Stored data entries
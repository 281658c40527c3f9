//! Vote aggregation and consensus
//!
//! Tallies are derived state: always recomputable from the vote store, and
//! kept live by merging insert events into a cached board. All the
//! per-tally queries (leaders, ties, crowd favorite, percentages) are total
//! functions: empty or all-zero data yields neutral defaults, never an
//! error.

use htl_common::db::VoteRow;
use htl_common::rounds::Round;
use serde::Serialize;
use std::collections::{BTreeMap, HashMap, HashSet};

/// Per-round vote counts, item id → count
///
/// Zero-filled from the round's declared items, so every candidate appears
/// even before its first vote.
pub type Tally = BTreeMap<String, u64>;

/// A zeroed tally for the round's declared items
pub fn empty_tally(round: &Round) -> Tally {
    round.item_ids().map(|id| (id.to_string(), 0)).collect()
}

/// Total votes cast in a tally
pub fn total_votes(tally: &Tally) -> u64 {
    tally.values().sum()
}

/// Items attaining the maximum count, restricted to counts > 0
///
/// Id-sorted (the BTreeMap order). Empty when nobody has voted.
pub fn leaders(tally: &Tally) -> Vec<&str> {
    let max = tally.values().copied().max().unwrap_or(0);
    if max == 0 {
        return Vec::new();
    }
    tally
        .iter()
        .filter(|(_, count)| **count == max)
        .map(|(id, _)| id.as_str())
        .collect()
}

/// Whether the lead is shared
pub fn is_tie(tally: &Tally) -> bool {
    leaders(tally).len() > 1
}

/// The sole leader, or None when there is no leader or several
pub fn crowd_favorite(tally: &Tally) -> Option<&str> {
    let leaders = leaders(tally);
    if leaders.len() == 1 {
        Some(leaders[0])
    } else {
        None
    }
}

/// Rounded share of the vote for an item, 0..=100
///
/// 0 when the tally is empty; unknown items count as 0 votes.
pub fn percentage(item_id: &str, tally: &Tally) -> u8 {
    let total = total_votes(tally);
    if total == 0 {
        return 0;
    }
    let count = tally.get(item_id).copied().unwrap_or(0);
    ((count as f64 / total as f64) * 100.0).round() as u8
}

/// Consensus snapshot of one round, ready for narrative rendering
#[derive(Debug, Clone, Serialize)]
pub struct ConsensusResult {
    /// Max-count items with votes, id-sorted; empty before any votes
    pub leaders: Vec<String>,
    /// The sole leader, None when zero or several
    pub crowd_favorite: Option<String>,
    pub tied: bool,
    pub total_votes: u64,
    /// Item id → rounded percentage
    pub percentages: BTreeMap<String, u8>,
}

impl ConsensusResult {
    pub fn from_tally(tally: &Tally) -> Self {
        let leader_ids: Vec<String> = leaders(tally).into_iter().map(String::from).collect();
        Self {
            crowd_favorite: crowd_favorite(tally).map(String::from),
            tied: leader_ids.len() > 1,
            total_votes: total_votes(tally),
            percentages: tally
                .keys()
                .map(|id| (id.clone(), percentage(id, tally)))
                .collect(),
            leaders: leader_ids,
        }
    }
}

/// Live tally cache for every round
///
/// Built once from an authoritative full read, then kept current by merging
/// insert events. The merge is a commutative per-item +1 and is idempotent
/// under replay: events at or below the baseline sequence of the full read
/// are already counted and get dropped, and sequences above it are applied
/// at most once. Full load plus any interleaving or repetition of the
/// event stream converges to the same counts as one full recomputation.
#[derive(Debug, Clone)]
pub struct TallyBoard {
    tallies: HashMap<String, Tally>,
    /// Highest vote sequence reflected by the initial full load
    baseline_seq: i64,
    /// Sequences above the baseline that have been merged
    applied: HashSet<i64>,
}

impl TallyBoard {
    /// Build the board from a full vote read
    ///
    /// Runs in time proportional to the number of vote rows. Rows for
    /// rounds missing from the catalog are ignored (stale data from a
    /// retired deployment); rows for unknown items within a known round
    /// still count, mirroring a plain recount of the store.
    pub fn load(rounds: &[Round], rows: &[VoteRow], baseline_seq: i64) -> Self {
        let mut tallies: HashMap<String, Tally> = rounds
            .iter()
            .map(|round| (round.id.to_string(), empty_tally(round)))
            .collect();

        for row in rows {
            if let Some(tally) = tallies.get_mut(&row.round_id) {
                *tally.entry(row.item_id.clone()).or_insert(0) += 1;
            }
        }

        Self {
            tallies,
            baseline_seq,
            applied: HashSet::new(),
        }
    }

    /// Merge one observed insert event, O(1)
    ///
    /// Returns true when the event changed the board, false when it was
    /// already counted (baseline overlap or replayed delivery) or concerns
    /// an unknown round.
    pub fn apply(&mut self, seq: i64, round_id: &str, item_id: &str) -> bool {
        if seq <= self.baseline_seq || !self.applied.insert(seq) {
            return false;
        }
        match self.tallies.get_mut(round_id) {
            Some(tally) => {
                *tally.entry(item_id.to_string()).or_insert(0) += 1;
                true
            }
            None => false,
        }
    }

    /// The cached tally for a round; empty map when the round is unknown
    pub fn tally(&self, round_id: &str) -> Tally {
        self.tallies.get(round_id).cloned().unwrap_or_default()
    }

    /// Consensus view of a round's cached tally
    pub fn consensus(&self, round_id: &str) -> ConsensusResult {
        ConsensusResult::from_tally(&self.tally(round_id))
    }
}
--
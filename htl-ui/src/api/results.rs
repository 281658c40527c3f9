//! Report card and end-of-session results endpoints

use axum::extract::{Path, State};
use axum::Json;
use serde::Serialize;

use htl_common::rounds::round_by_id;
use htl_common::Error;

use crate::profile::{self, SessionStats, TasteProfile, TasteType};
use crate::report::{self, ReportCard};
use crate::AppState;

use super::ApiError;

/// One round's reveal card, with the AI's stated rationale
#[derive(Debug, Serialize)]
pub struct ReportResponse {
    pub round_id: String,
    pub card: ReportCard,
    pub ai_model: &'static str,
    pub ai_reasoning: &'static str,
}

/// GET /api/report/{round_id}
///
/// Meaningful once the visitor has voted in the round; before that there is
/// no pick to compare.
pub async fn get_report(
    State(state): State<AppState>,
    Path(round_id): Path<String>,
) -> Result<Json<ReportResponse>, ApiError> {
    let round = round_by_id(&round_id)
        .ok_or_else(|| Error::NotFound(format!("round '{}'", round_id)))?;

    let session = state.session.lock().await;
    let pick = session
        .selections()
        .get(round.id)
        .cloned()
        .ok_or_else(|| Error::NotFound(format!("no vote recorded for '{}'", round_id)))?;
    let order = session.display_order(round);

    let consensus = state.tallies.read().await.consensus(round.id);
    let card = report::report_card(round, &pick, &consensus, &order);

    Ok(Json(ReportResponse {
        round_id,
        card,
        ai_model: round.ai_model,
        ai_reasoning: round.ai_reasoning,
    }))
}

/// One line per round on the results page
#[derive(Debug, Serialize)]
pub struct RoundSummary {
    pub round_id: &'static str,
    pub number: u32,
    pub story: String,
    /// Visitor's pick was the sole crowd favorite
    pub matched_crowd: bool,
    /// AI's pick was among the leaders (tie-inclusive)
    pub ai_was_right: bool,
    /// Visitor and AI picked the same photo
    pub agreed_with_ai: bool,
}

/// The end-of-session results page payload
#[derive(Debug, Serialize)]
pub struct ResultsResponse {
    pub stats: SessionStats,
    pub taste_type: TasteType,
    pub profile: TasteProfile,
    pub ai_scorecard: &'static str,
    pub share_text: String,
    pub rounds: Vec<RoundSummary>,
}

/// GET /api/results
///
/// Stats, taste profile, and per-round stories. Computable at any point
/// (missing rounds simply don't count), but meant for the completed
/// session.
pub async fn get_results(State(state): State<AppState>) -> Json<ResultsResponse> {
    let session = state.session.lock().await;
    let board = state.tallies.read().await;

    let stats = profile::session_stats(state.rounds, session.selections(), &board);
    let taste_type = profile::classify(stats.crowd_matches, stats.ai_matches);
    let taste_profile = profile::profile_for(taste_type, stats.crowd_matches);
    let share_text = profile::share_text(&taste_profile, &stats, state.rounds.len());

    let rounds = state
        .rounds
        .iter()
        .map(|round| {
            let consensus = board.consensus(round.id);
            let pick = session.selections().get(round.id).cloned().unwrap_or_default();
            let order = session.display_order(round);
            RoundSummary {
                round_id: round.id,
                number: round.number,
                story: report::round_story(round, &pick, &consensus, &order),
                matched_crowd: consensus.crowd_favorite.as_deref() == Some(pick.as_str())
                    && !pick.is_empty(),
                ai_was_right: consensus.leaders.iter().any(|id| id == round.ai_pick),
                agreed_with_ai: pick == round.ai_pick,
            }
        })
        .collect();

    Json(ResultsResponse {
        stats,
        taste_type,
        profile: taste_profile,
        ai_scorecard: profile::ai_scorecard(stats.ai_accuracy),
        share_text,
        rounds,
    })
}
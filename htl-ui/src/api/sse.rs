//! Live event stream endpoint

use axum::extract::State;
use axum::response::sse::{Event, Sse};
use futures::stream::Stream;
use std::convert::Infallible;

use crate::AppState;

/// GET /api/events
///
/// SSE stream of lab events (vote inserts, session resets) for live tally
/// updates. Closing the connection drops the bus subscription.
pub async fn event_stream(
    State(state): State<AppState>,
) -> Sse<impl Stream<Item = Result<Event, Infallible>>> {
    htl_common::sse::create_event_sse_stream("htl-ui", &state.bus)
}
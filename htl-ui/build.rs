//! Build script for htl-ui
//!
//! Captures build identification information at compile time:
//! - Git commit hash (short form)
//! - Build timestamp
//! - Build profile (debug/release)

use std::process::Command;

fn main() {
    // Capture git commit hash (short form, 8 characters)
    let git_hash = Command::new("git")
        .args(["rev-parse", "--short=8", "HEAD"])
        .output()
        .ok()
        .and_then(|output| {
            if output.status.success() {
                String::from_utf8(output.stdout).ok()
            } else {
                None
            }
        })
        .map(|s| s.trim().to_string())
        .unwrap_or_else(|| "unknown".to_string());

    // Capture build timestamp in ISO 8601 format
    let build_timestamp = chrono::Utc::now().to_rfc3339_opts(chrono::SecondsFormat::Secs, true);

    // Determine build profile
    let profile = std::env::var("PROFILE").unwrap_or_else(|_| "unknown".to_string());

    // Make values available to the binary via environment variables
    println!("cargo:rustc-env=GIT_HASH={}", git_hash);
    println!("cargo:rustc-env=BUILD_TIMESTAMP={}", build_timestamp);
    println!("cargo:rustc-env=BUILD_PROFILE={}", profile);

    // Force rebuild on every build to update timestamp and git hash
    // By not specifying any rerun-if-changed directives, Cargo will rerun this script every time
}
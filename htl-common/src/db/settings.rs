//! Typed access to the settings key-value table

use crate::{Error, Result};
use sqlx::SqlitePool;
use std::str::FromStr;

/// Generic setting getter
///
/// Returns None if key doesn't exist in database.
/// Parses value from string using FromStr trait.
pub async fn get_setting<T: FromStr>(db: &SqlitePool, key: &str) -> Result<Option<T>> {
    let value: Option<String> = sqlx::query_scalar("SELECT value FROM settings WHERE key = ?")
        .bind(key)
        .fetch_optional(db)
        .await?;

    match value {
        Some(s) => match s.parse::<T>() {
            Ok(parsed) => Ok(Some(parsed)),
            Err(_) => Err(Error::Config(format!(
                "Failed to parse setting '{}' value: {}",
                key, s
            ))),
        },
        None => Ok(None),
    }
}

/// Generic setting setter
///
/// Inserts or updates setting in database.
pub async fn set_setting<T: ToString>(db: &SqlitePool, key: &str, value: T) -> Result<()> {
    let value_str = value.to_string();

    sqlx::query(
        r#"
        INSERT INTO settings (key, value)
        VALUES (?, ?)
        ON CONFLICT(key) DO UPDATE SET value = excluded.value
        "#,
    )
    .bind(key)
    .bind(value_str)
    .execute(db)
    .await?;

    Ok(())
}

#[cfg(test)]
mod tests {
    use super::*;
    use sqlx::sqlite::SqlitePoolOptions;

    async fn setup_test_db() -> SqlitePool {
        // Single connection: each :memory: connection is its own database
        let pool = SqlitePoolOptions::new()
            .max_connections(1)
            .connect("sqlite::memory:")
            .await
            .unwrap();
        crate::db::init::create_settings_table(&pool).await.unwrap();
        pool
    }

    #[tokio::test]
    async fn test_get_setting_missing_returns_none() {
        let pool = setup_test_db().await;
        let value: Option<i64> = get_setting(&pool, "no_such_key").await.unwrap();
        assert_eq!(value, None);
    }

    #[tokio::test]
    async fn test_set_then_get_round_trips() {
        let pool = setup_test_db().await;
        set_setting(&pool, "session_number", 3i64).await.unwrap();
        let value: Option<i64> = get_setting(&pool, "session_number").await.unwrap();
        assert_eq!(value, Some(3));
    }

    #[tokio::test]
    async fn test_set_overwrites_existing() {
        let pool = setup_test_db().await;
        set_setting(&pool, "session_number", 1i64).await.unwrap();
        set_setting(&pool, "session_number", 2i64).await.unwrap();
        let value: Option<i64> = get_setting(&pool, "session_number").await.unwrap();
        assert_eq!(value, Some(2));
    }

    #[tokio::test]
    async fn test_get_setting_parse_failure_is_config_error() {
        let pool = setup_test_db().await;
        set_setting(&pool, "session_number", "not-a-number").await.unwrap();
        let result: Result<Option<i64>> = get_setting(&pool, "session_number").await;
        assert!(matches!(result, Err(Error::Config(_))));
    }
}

§ **About this task**:
Filter the entries and copy out every line with the word "rustc".

§ **Solution to the exercise**:
    println!("cargo:rustc-env=GIT_HASH={}", git_hash);
    println!("cargo:rustc-env=BUILD_TIMESTAMP={}", build_timestamp);
    println!("cargo:rustc-env=BUILD_PROFILE={}", profile);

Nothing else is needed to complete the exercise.